The stock market is the place where companies sell shares—a piece of ownership in their business—to investors. Investors then trade these shares on an exchange, such as the New York Stock Exchange or NASDAQ. The stock market provides a way for people to invest in companies, allowing them to help fund innovation like smartphones and lifesaving medications. The market also allows companies to raise money without borrowing, and it helps people save for retirement by building wealth over time.
Investors buy and sell stocks for a variety of reasons, such as income from dividends or having a voice in how companies are run. But it’s important to remember that the stock market is a global network of trading activities that are regulated by the federal government and various international bodies to ensure fair practices, protect investors, and promote confidence in the overall marketplace.
When you hear the media talk about the stock market’s performance, it’s likely that they are referring to an index like the Dow Jones Industrial Average or the S&P 500, which track the price movements of large and well-known companies.

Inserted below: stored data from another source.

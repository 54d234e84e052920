//! Caller-facing vault operations.
//!
//! [`Vault`] ties the key resolver, the owner's key registry, and the
//! encryption engine together. Every operation takes the acting owner; a
//! record belonging to another owner is reported as [`VaultError::NotFound`].

use std::sync::Arc;

use chrono::Utc;
use gpgvault_core::{paths, Config};
use gpgvault_gpg::{is_armored_message, Encryptor, Fingerprint, GpgError, Gnupg, KeyId, KeyResolver};
use tracing::{debug, info, warn};
use uuid::Uuid;

use crate::error::{Result, VaultError};
use crate::sqlite::SqliteStore;
use crate::store::VaultStore;
use crate::types::{validate_item_name, Item, ItemUpdate, Key, NewItem, OwnerId};

/// Owner-scoped key registry and encrypted item storage.
#[derive(Clone)]
pub struct Vault {
    store: Arc<dyn VaultStore>,
    resolver: KeyResolver,
    encryptor: Arc<dyn Encryptor>,
}

impl Vault {
    /// Assemble a vault from its parts.
    pub fn new(
        store: Arc<dyn VaultStore>,
        resolver: KeyResolver,
        encryptor: Arc<dyn Encryptor>,
    ) -> Self {
        Self {
            store,
            resolver,
            encryptor,
        }
    }

    /// Build the production vault: a `gpg` engine on the configured keyring
    /// home and the configured SQLite database.
    ///
    /// The configuration is validated first; nothing is created on disk for
    /// an invalid one.
    pub async fn from_config(config: &Config) -> Result<Self> {
        config.validate()?;
        let home = config.keyring_home()?;
        paths::ensure_keyring_dir(&home)?;

        let gnupg = Arc::new(Gnupg::from_config(&config.gpg, &home));
        let store = SqliteStore::connect(&config.database_url()?).await?;
        let resolver = KeyResolver::new(gnupg.clone(), config.gpg.keyserver.clone());

        debug!(home = %home.display(), keyserver = %config.gpg.keyserver, "Vault ready");
        Ok(Self::new(Arc::new(store), resolver, gnupg))
    }

    /// Keyserver consulted on local keyring misses.
    pub fn keyserver(&self) -> &str {
        self.resolver.keyserver()
    }

    // ---- keys ----

    /// Resolve `raw` and add the key to the owner's registry.
    ///
    /// The identifier is validated before the engine is touched. A key the
    /// owner already holds fails with [`VaultError::DuplicateKey`], decided by
    /// the store's unique constraint.
    pub async fn register_key(&self, owner: OwnerId, raw: &str) -> Result<Key> {
        let fingerprint = self.resolve(raw).await?;
        let key = Key::new(owner, fingerprint);
        self.store.insert_key(&key).await?;

        info!(%owner, key = %key.uuid, fingerprint = %key.fingerprint, "Registered key");
        Ok(key)
    }

    /// Re-resolve one of the owner's keys from a new identifier.
    pub async fn update_key(&self, owner: OwnerId, uuid: Uuid, raw: &str) -> Result<Key> {
        let mut key = self.get_key(owner, uuid).await?;
        key.fingerprint = self.resolve(raw).await?;
        key.updated_at = Utc::now();

        if !self.store.update_key(&key).await? {
            return Err(key_not_found(uuid));
        }

        info!(%owner, key = %uuid, fingerprint = %key.fingerprint, "Updated key");
        Ok(key)
    }

    /// Get one of the owner's keys.
    pub async fn get_key(&self, owner: OwnerId, uuid: Uuid) -> Result<Key> {
        self.store
            .get_key(owner, uuid)
            .await?
            .ok_or_else(|| key_not_found(uuid))
    }

    /// List the owner's keys, oldest first.
    pub async fn list_keys(&self, owner: OwnerId) -> Result<Vec<Key>> {
        self.store.list_keys(owner).await
    }

    /// Remove a key from the owner's registry.
    ///
    /// Items already encrypted to it are left as they are.
    pub async fn remove_key(&self, owner: OwnerId, uuid: Uuid) -> Result<()> {
        if !self.store.delete_key(owner, uuid).await? {
            return Err(key_not_found(uuid));
        }
        info!(%owner, key = %uuid, "Removed key");
        Ok(())
    }

    /// Fingerprints new item values are encrypted to.
    pub async fn list_fingerprints(&self, owner: OwnerId) -> Result<Vec<Fingerprint>> {
        self.store.list_fingerprints(owner).await
    }

    async fn resolve(&self, raw: &str) -> Result<Fingerprint> {
        let key_id = KeyId::parse(raw)?;
        Ok(self.resolver.resolve(&key_id).await?)
    }

    // ---- items ----

    /// Store a new item, encrypting its value for every key the owner holds
    /// unless the caller says it is already encrypted.
    pub async fn create_item(&self, owner: OwnerId, new: NewItem) -> Result<Item> {
        validate_item_name(&new.name)?;
        let value = self.seal(owner, new.value, new.already_encrypted).await?;

        let item = Item::new(owner, new.name, value);
        self.store.insert_item(&item).await?;

        info!(%owner, item = %item.uuid, encrypted_here = !new.already_encrypted, "Created item");
        Ok(item)
    }

    /// Replace an item's value, and its name if one is given.
    ///
    /// Nothing is written if encryption fails.
    pub async fn update_item(&self, owner: OwnerId, uuid: Uuid, update: ItemUpdate) -> Result<Item> {
        let mut item = self.get_item(owner, uuid).await?;
        if let Some(name) = update.name {
            validate_item_name(&name)?;
            item.name = name;
        }
        item.value = self
            .seal(owner, update.value, update.already_encrypted)
            .await?;
        item.updated_at = Utc::now();

        if !self.store.update_item(&item).await? {
            return Err(item_not_found(uuid));
        }

        info!(%owner, item = %uuid, encrypted_here = !update.already_encrypted, "Updated item");
        Ok(item)
    }

    /// Get one of the owner's items.
    pub async fn get_item(&self, owner: OwnerId, uuid: Uuid) -> Result<Item> {
        self.store
            .get_item(owner, uuid)
            .await?
            .ok_or_else(|| item_not_found(uuid))
    }

    /// List the owner's items, oldest first.
    pub async fn list_items(&self, owner: OwnerId) -> Result<Vec<Item>> {
        self.store.list_items(owner).await
    }

    /// Delete one of the owner's items.
    pub async fn delete_item(&self, owner: OwnerId, uuid: Uuid) -> Result<()> {
        if !self.store.delete_item(owner, uuid).await? {
            return Err(item_not_found(uuid));
        }
        info!(%owner, item = %uuid, "Deleted item");
        Ok(())
    }

    /// Turn a submitted value into what gets persisted.
    async fn seal(&self, owner: OwnerId, value: Vec<u8>, already_encrypted: bool) -> Result<Vec<u8>> {
        if already_encrypted {
            if !is_armored_message(&value) {
                warn!(%owner, "Value marked as encrypted has no PGP armor header; storing as given");
            }
            return Ok(value);
        }

        let recipients = self.store.list_fingerprints(owner).await?;
        if recipients.is_empty() {
            return Err(VaultError::EncryptionFailed(format!(
                "owner {owner} has no registered keys"
            )));
        }

        debug!(%owner, recipients = recipients.len(), "Encrypting value");
        self.encryptor
            .encrypt(&value, &recipients)
            .await
            .map_err(|e| match e {
                GpgError::EncryptionFailed(msg) => VaultError::EncryptionFailed(msg),
                other => VaultError::EncryptionFailed(other.to_string()),
            })
    }
}

fn key_not_found(uuid: Uuid) -> VaultError {
    VaultError::NotFound(format!("key {uuid}"))
}

fn item_not_found(uuid: Uuid) -> VaultError {
    VaultError::NotFound(format!("item {uuid}"))
}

This is because these indexes are widely followed by both individuals and the media to gauge how well the market is performing.
A stock exchange is where potential buyers and sellers match up to facilitate a sale, though most trading happens electronically and isn’t on the floor as it once was. Generally, someone who wants to buy a stock will offer a price they’re willing to pay (the “bid”) and someone who has a stock they want to sell will provide an asking price. Intermediaries then match the two to complete a transaction.